Data records —
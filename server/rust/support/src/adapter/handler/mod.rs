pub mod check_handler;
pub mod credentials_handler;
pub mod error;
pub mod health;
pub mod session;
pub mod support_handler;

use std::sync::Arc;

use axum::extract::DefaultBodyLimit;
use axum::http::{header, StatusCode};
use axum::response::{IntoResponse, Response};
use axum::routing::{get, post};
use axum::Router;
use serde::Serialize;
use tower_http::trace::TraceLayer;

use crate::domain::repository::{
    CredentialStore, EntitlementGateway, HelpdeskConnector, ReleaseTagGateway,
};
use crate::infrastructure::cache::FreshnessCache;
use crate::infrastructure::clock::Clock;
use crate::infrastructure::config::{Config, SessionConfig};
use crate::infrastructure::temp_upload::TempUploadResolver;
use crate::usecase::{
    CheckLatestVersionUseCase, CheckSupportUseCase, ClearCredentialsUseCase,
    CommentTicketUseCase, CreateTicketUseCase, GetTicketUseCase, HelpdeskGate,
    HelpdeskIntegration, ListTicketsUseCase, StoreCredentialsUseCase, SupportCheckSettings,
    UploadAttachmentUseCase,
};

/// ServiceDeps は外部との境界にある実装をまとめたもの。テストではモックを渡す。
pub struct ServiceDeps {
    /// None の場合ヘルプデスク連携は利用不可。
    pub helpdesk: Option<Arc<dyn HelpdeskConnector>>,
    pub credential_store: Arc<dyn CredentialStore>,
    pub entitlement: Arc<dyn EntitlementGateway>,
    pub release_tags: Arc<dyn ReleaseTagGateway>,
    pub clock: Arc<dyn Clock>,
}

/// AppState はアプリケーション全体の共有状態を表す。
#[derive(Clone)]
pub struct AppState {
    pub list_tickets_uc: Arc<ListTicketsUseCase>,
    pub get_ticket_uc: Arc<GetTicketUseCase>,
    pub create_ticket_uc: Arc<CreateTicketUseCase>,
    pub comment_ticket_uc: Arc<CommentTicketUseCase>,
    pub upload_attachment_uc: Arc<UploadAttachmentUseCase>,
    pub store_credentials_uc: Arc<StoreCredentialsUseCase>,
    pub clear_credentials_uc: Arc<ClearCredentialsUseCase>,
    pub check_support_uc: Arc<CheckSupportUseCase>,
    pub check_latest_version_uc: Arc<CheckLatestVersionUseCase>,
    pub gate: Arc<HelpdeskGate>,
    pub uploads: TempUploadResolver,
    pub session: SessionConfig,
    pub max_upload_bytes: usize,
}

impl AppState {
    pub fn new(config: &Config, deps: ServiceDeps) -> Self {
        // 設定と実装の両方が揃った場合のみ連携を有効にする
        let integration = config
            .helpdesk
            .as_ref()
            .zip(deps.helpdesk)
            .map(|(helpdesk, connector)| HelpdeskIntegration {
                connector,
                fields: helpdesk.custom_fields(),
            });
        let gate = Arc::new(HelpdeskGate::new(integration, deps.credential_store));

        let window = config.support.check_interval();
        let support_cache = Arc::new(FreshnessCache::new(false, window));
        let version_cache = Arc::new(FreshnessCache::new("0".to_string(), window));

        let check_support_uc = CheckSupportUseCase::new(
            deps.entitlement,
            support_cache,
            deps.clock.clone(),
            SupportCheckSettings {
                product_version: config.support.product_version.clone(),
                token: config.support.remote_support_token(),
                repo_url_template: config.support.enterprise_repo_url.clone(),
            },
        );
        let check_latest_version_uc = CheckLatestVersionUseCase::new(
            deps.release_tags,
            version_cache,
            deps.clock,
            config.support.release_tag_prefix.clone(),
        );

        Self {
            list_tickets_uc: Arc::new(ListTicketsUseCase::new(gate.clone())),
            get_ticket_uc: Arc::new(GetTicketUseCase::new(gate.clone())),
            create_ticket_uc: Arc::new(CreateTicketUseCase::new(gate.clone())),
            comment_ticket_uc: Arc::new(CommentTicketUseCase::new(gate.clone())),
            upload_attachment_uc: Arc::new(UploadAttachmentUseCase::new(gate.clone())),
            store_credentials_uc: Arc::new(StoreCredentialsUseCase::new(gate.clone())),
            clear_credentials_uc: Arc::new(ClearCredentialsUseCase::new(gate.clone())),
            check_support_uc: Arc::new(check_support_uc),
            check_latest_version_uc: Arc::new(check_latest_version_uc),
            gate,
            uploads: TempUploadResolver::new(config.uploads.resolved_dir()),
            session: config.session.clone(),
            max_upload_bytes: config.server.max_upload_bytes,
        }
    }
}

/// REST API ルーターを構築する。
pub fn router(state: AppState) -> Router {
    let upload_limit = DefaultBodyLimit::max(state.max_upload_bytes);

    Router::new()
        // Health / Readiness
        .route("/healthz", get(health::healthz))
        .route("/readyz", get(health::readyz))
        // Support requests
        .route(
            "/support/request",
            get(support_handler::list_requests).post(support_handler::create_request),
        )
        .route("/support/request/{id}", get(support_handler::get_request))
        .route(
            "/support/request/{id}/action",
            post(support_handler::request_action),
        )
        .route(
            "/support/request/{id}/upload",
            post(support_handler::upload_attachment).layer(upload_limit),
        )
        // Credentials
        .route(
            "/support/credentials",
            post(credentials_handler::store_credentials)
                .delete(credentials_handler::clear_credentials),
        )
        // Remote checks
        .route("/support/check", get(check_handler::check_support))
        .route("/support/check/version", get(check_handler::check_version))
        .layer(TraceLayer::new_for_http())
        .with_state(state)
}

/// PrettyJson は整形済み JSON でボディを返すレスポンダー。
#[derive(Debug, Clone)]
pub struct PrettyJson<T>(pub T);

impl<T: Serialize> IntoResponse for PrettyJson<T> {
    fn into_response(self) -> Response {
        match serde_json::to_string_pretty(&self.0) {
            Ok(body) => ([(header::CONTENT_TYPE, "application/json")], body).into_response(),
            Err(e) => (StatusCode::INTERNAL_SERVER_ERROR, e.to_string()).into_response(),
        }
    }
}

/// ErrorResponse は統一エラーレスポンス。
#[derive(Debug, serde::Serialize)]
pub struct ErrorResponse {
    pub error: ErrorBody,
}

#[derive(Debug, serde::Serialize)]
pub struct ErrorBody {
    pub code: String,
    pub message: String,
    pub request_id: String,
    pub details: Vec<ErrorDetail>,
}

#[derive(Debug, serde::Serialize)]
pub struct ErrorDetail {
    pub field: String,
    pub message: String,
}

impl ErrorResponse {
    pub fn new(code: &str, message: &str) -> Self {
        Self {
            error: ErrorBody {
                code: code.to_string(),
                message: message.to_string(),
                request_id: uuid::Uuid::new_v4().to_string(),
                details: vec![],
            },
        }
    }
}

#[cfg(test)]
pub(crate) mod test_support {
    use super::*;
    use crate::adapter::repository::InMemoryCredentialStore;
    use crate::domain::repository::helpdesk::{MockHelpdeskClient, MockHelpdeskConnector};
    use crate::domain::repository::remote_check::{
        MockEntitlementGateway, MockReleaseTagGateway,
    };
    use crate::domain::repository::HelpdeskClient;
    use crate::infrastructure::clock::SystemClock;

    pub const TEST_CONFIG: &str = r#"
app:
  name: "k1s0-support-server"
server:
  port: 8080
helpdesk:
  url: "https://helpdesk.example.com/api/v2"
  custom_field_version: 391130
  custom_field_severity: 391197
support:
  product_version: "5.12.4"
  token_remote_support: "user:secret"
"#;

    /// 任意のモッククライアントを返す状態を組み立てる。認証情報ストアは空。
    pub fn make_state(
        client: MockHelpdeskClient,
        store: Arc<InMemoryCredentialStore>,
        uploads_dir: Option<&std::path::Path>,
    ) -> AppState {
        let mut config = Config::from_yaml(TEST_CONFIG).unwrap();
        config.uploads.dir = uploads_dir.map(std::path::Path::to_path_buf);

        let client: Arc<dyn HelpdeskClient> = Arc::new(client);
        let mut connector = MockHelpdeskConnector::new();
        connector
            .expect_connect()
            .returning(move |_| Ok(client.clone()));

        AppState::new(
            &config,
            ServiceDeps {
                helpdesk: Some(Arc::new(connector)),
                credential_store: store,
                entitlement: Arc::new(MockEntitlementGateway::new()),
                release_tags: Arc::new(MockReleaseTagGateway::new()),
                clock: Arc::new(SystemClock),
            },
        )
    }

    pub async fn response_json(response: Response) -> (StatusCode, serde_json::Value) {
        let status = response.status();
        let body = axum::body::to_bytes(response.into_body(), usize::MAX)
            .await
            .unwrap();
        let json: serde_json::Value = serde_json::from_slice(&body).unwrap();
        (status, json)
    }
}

* * *

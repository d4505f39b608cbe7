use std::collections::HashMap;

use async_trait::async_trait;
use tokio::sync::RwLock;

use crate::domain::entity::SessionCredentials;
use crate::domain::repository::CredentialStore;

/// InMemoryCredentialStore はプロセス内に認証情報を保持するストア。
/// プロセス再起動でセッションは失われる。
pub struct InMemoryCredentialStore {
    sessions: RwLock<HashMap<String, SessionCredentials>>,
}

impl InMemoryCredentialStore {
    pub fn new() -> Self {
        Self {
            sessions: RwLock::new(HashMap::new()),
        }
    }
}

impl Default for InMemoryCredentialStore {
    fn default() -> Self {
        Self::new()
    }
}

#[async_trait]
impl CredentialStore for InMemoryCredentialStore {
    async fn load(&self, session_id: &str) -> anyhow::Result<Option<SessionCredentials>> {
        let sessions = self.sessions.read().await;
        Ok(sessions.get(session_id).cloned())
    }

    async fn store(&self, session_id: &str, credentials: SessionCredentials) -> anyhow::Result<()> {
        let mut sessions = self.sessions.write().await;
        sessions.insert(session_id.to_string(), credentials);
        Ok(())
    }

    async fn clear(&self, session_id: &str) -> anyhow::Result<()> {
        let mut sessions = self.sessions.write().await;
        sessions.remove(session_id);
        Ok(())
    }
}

Prompt — In your answer, include only the lines above starting at the line that holds "impl Default for" and ending at the line that holds "async fn clear(&self, session_id: &str)", copied exactly.

Solution for this task —
impl Default for InMemoryCredentialStore {
    fn default() -> Self {
        Self::new()
    }
}

#[async_trait]
impl CredentialStore for InMemoryCredentialStore {
    async fn load(&self, session_id: &str) -> anyhow::Result<Option<SessionCredentials>> {
        let sessions = self.sessions.read().await;
        Ok(sessions.get(session_id).cloned())
    }

    async fn store(&self, session_id: &str, credentials: SessionCredentials) -> anyhow::Result<()> {
        let mut sessions = self.sessions.write().await;
        sessions.insert(session_id.to_string(), credentials);
        Ok(())
    }

    async fn clear(&self, session_id: &str) -> anyhow::Result<()> {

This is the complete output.